The choices facing essential workers everywhere have been excruciating for months now. Workers in meatpacking plants, nursing homes, hospitals, grocery stores, firehouses, police stations, gas stations, liquor stores and dozens of other occupations have faced the virus, and many have died. Now, beginning in the fall, educators will face this dilemma. We will be asked to work, day after day, in highly contagious spaces or quit our jobs without unemployment benefits.

What concerns me is that many of those empowered to order us to face the COVID-19 virus are like the generals who die in bed. They will not be entering classrooms several times a week. They will be safe, physically distancing in offices or even working remotely from home -- far from dangerous sites of infection that threaten faculty members, students, front-line staff members and families back home.
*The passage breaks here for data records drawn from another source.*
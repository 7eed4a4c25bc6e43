// Line-oriented chat front end over the session manager.
// Reads from any BufRead and writes to any Write so it can run on a
// terminal or against scripted input.

use std::io::{BufRead, Write};

use anyhow::{Context, Result};
use tracing::{info, warn};

use crate::quiz::{Difficulty, OPTION_LABELS};
use crate::{Session, SessionError, SessionManager};

const HELP: &str = "Ask anything about your topic. Commands: /quiz <easy|medium|hard> [count], /summary, /new [topic], /help, /quit";
const DEFAULT_QUIZ_SIZE: usize = 3;

pub async fn run_chat<R: BufRead, W: Write>(
    manager: &SessionManager,
    topic: Option<String>,
    mut input: R,
    mut output: W,
) -> Result<Session> {
    info!("Starting interactive chat session...");
    let mut session = Session::new();
    let mut pending_topic = topic;

    'session: loop {
        while !session.roadmap_given() {
            let topic = match pending_topic.take() {
                Some(topic) => topic,
                None => {
                    write!(output, "Enter a topic to start: ")?;
                    output.flush()?;
                    match read_line(&mut input)? {
                        Some(line) => line,
                        None => return Ok(session),
                    }
                }
            };

            writeln!(output, "Generating roadmap for '{}'...", topic.trim())?;
            match manager.start_topic(&mut session, &topic).await {
                Ok(()) => {
                    if let Some(message) = session.history().last() {
                        writeln!(output, "\n{}\n", message.text)?;
                    }
                }
                Err(e) => writeln!(output, "Error: {e}")?,
            }
        }

        writeln!(output, "{HELP}")?;
        loop {
            write!(output, "> ")?;
            output.flush()?;
            let Some(line) = read_line(&mut input)? else {
                break 'session;
            };
            let line = line.trim();
            if line.is_empty() {
                continue;
            }

            match line.split_whitespace().next().unwrap_or_default() {
                "/quit" | "/exit" => break 'session,
                "/help" => writeln!(output, "{HELP}")?,
                "/new" => {
                    info!(previous = session.topic(), "Starting over with a new topic");
                    session.reset();
                    pending_topic = line
                        .split_once(char::is_whitespace)
                        .map(|(_, topic)| topic.trim().to_string());
                    continue 'session;
                }
                "/summary" => {
                    if session.summary().is_empty() {
                        writeln!(output, "(no summary yet)")?;
                    } else {
                        writeln!(output, "{}", session.summary())?;
                    }
                }
                "/quiz" => {
                    let (difficulty, count) = match parse_quiz_args(line) {
                        Ok(args) => args,
                        Err(e) => {
                            writeln!(output, "Error: {e}")?;
                            continue;
                        }
                    };
                    writeln!(output, "Generating {difficulty} quiz...")?;
                    match manager.request_quiz(&mut session, difficulty, count).await {
                        Ok(()) => run_quiz(manager, &mut session, &mut input, &mut output)?,
                        Err(e) => writeln!(output, "Error: {e}")?,
                    }
                }
                _ => {
                    let result = manager.ask_follow_up(&mut session, line).await;
                    if let Some(message) = session.history().last() {
                        writeln!(output, "\n{}\n", message.text)?;
                    }
                    if let Err(e) = result {
                        warn!(error = %e, "Follow-up failed");
                    }
                }
            }
        }
    }

    info!("Chat session finished.");
    Ok(session)
}

fn parse_quiz_args(line: &str) -> Result<(Difficulty, usize), SessionError> {
    let mut args = line.split_whitespace().skip(1);
    let difficulty = match args.next() {
        Some(d) => d.parse()?,
        None => Difficulty::Medium,
    };
    let count = match args.next() {
        Some(c) => c
            .parse()
            .map_err(|_| SessionError::InvalidInput(format!("'{c}' is not a question count")))?,
        None => DEFAULT_QUIZ_SIZE,
    };
    Ok((difficulty, count))
}

fn run_quiz<R: BufRead, W: Write>(
    manager: &SessionManager,
    session: &mut Session,
    input: &mut R,
    output: &mut W,
) -> Result<()> {
    let questions = match session.quiz() {
        Some(quiz) => quiz.questions().to_vec(),
        None => return Ok(()),
    };

    let mut score = 0;
    for (index, question) in questions.iter().enumerate() {
        writeln!(output, "\nQ{}. {}", index + 1, question.prompt)?;
        for option in &question.options {
            writeln!(output, "   {option}")?;
        }

        let selected = loop {
            write!(output, "Your answer (A-D, empty to skip): ")?;
            output.flush()?;
            let Some(line) = read_line(input)? else {
                return Ok(());
            };
            let letter = line.trim().to_ascii_uppercase();
            if letter.is_empty() {
                break None;
            }
            let found = OPTION_LABELS
                .iter()
                .position(|label| letter.starts_with(*label))
                .and_then(|i| question.options.get(i));
            match found {
                Some(option) => break Some(option.clone()),
                None => writeln!(output, "Please answer with A, B, C or D.")?,
            }
        };
        let Some(selected) = selected else {
            continue;
        };

        manager.record_answer(session, index, &selected)?;
        let check = manager.check_answer(session, index)?;
        if check.correct {
            score += 1;
            writeln!(output, "Correct!")?;
        } else {
            writeln!(output, "Not quite, the answer is {}.", check.correct_label)?;
        }
        if !check.explanation.is_empty() {
            writeln!(output, "{}", check.explanation)?;
        }
    }

    writeln!(output, "\nScore: {score}/{}", questions.len())?;
    Ok(())
}

fn read_line<R: BufRead>(input: &mut R) -> Result<Option<String>> {
    let mut line = String::new();
    let read = input
        .read_line(&mut line)
        .context("Failed to read from input")?;
    if read == 0 {
        Ok(None)
    } else {
        Ok(Some(line.trim_end_matches(['\r', '\n']).to_string()))
    }
}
Everybody knows that colleges and universities are high-risk locations for infection. Almost certainly, even a physically distanced classroom will become a petri dish of infection after 30 minutes of 25 people breathing the same air. After weeks of discussion, my campus recently announced that it will require people to wear masks in the fall. Both the system our institution belongs to and the Minnesota Department of Health refuse to require masks in college settings, kicking these decisions down to the campus level. Is face-to-face instruction without masks safe for students? For institutions?

In just a matter of months, more than 120,000 people have died from COVID-19 in the United States. Hundreds more are dying each day. And this harvest of human life continues despite the massive disruptions in everyday life, including the shutdown of face-to-face instruction from K-12 through higher education institutions. Imagine how the virus would have spread had we not taken these unprecedented actions.

Now we are opening up and seriously discussing returning to face-to-face instruction at all levels of education in the fall. What will be the consequences of opening institutions after a summer of backing off on physical distancing?

Essential workers in meatpacking plants are forced to risk their lives on the killing floor or go without a paycheck. Meatpacking cannot be done online. I get that. A fair solution for meatpackers, or other workers whose jobs cannot be done remotely, would be to extend unemployment insurance to those workers unwilling to enter the workplace while increasing wages sufficiently to fill the plant with people willing to take the risk.

Unlike cutting up meat, education can happen effectively online during this pandemic. Online is not perfect, and in some cases, it is significantly inferior (in certain laboratory, clinical or performance courses, for example). But until we really understand the public health consequences of opening up, we must be careful.

Once the threat to public health is reasonable and the virus better understood, once high-quality PPE is abundant for health-care workers and stockpiled at colleges and universities, once institutions have the capacity and money to test, contact trace and isolate -- in short, once the risk becomes manageable -- reopening makes sense.

Before those conditions are met, coercing or pressuring faculty members with their status as essential workers is troubling. And if I am feeling the pressure as a straight white male tenured full professor, imagine how faculty from marginalized populations, and/or those on contingent appointments feel. 

From a public health perspective, does it make sense to reopen K-12 and higher education at the same time, or is it unwise? Does it make sense to reopen campuses completely, or only for certain labs and other key courses where face-to-face instruction is crucial?

How would planning for the fall change if chancellors, presidents, provosts, chief financial officers, chief human resource officers, academic officers and others had to work regularly in the middle of a physically distanced classrooms for 12 to 20 hours a week? Would their ideas about “recommending” or requiring masks change? Would they still require a doctor’s note to allow instructors to work online? Would they reconsider opening for the fall?

All those years ago, my composition professor explained to me that war is terrible because generals die in bed. There is something rotten in the way we are planning for the resumption of teaching and learning in the fall.